THE INPUT:
——
// SPDX-License-Identifier: MPL-2.0
// This Source Code Form is subject to the terms of the Mozilla Public
// License, v. 2.0. If a copy of the MPL was not distributed with this
// file, You can obtain one at https://mozilla.org/MPL/2.0/.

//! [`Transport`] implementation on top of `btleplug`.

use std::fmt;
use std::future::Future;
use std::sync::Arc;
use std::sync::atomic::{AtomicBool, Ordering};

use btleplug::api::{
    BDAddr, Central as _, CentralEvent, Characteristic, Manager as _, Peripheral as _, WriteType,
};
use btleplug::platform::{Adapter, Manager, Peripheral};
use futures_util::StreamExt;
use parking_lot::Mutex;
use tokio::task::JoinHandle;
use tracing::{debug, trace};
use uuid::Uuid;

use super::{DisconnectHandler, NotificationHandler, Transport};
use crate::error::TransportError;
use crate::types::DeviceInfo;

/// BLE transport backed by a `btleplug` adapter.
///
/// Peripherals are looked up among the adapter's known devices, so the
/// adapter must have seen the controller in a scan first (see
/// [`Scanner`](crate::discovery::Scanner)).
#[derive(Debug, Clone)]
pub struct BtleplugTransport {
    adapter: Adapter,
}

impl BtleplugTransport {
    /// Wraps an existing adapter.
    #[must_use]
    pub fn new(adapter: Adapter) -> Self {
        Self { adapter }
    }

    /// Uses the first adapter reported by the platform.
    ///
    /// # Errors
    ///
    /// Returns [`TransportError::NotFound`] if no adapter is available.
    pub async fn default_adapter() -> Result<Self, TransportError> {
        let manager = Manager::new().await.map_err(map_btleplug_error)?;
        let adapter = manager
            .adapters()
            .await
            .map_err(map_btleplug_error)?
            .into_iter()
            .next()
            .ok_or_else(|| TransportError::NotFound("no Bluetooth adapter".to_string()))?;
        Ok(Self::new(adapter))
    }

    /// Returns the underlying adapter.
    #[must_use]
    pub fn adapter(&self) -> &Adapter {
        &self.adapter
    }

    async fn find_peripheral(&self, address: &str) -> Result<Peripheral, TransportError> {
        let peripherals = self
            .adapter
            .peripherals()
            .await
            .map_err(map_btleplug_error)?;
        peripherals
            .into_iter()
            .find(|p| peripheral_address(p.address(), &p.id()).eq_ignore_ascii_case(address))
            .ok_or_else(|| TransportError::NotFound(address.to_string()))
    }
}

/// Fires the session's disconnect callback at most once per link.
struct DisconnectNotifier {
    handler: DisconnectHandler,
    fired: AtomicBool,
}

impl DisconnectNotifier {
    fn fire(&self) {
        if !self.fired.swap(true, Ordering::SeqCst) {
            (self.handler)();
        }
    }
}

/// An open `btleplug` connection and its background tasks.
#[derive(Clone)]
pub struct BtleplugLink {
    peripheral: Peripheral,
    tasks: Arc<Mutex<Vec<JoinHandle<()>>>>,
    notifier: Arc<DisconnectNotifier>,
}

impl fmt::Debug for BtleplugLink {
    fn fmt(&self, f: &mut fmt::Formatter<'_>) -> fmt::Result {
        f.debug_struct("BtleplugLink")
            .field("peripheral", &self.peripheral.id())
            .field("tasks", &self.tasks.lock().len())
            .finish_non_exhaustive()
    }
}

impl BtleplugLink {
    /// Returns the connected peripheral.
    #[must_use]
    pub fn peripheral(&self) -> &Peripheral {
        &self.peripheral
    }

    fn track(&self, task: JoinHandle<()>) {
        self.tasks.lock().push(task);
    }

    fn abort_tasks(&self) {
        abort_all(&self.tasks);
    }
}

fn abort_all(tasks: &Mutex<Vec<JoinHandle<()>>>) {
    for task in tasks.lock().drain(..) {
        task.abort();
    }
}

/// Runs `cleanup` if `result` is an error, then hands `result` back.
async fn cleanup_on_err<T, C, F>(
    result: Result<T, TransportError>,
    cleanup: C,
) -> Result<T, TransportError>
where
    C: FnOnce() -> F,
    F: Future<Output = ()>,
{
    if result.is_err() {
        cleanup().await;
    }
    result
}

impl Transport for BtleplugTransport {
    type Link = BtleplugLink;
    type Characteristic = Characteristic;

    async fn connect(
        &self,
        device: &DeviceInfo,
        on_disconnect: DisconnectHandler,
    ) -> Result<Self::Link, TransportError> {
        let peripheral = self.find_peripheral(device.address()).await?;
        let mut events = self.adapter.events().await.map_err(map_btleplug_error)?;

        if !peripheral.is_connected().await.map_err(map_btleplug_error)? {
            peripheral.connect().await.map_err(map_btleplug_error)?;
        }
        let discovered = peripheral
            .discover_services()
            .await
            .map_err(map_btleplug_error);
        let target = &peripheral;
        cleanup_on_err(discovered, || async move {
            if let Err(err) = target.disconnect().await {
                debug!(peripheral = %target.id(), error = %err, "Failed to close link");
            }
        })
        .await?;

        let notifier = Arc::new(DisconnectNotifier {
            handler: on_disconnect,
            fired: AtomicBool::new(false),
        });
        let tasks = Arc::new(Mutex::new(Vec::new()));
        let id = peripheral.id();
        let watcher = {
            let notifier = Arc::clone(&notifier);
            let tasks = Arc::clone(&tasks);
            tokio::spawn(async move {
                while let Some(event) = events.next().await {
                    if let CentralEvent::DeviceDisconnected(gone) = event
                        && gone == id
                    {
                        // Stop the notification forwarders of the dead link.
                        abort_all(&tasks);
                        notifier.fire();
                        break;
                    }
                }
            })
        };

        let link = BtleplugLink {
            peripheral,
            tasks,
            notifier,
        };
        link.track(watcher);
        Ok(link)
    }

    fn resolve_characteristic(
        &self,
        link: &Self::Link,
        service: Uuid,
        characteristic: Uuid,
    ) -> Result<Self::Characteristic, TransportError> {
        link.peripheral
            .characteristics()
            .into_iter()
            .find(|c| c.service_uuid == service && c.uuid == characteristic)
            .ok_or(TransportError::CharacteristicMissing(characteristic))
    }

    async fn write(
        &self,
        link: &Self::Link,
        characteristic: &Self::Characteristic,
        data: &[u8],
    ) -> Result<(), TransportError> {
        trace!(uuid = %characteristic.uuid, len = data.len(), "GATT write");
        link.peripheral
            .write(characteristic, data, WriteType::WithoutResponse)
            .await
            .map_err(map_btleplug_error)
    }

    async fn subscribe(
        &self,
        link: &Self::Link,
        characteristic: &Self::Characteristic,
        handler: NotificationHandler,
    ) -> Result<(), TransportError> {
        // Open the stream before enabling notifications so the first frames
        // are not lost.
        let mut stream = link
            .peripheral
            .notifications()
            .await
            .map_err(map_btleplug_error)?;
        link.peripheral
            .subscribe(characteristic)
            .await
            .map_err(map_btleplug_error)?;

        let uuid = characteristic.uuid;
        let task = tokio::spawn(async move {
            while let Some(notification) = stream.next().await {
                if notification.uuid == uuid {
                    handler(&notification.value);
                }
            }
        });
        link.track(task);
        Ok(())
    }

    async fn clear_service_cache(&self, link: &Self::Link) -> Result<(), TransportError> {
        debug!(peripheral = %link.peripheral.id(), "Rediscovering services");
        link.peripheral
            .discover_services()
            .await
            .map_err(map_btleplug_error)
    }

    fn release(&self, link: &Self::Link) {
        link.abort_tasks();
    }

    async fn disconnect(&self, link: &Self::Link) -> Result<(), TransportError> {
        link.abort_tasks();
        let result = link
            .peripheral
            .disconnect()
            .await
            .map_err(map_btleplug_error);
        // The watcher is gone, so report the closed link here.
        link.notifier.fire();
        result
    }
}

/// Returns the string a peripheral is known by.
///
/// CoreBluetooth hides the MAC address and reports all zeros, so the
/// platform identifier is used instead.
pub(crate) fn peripheral_address(address: BDAddr, id: &impl fmt::Display) -> String {
    if address == BDAddr::default() {
        id.to_string()
    } else {
        address.to_string()
    }
}

/// Maps a `btleplug` error onto the dispatcher's retry classes.
pub(crate) fn map_btleplug_error(error: btleplug::Error) -> TransportError {
    let message = error.to_string();
    match error {
        btleplug::Error::DeviceNotFound => TransportError::NotFound(message),
        btleplug::Error::PermissionDenied | btleplug::Error::Other(_) => {
            TransportError::Stack(message)
        }
        _ => TransportError::Transient(message),
    }
}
——
ABOUT THIS EXERCISE:
Please write out, exactly as they appear, the line that contains "pub(crate) fn peripheral_address(address: BDAddr, id: &impl" and every line after it up to the end of the entries above, and no others.

RESPONSE:
pub(crate) fn peripheral_address(address: BDAddr, id: &impl fmt::Display) -> String {
    if address == BDAddr::default() {
        id.to_string()
    } else {
        address.to_string()
    }
}

/// Maps a `btleplug` error onto the dispatcher's retry classes.
pub(crate) fn map_btleplug_error(error: btleplug::Error) -> TransportError {
    let message = error.to_string();
    match error {
        btleplug::Error::DeviceNotFound => TransportError::NotFound(message),
        btleplug::Error::PermissionDenied | btleplug::Error::Other(_) => {
            TransportError::Stack(message)
        }
        _ => TransportError::Transient(message),
    }
}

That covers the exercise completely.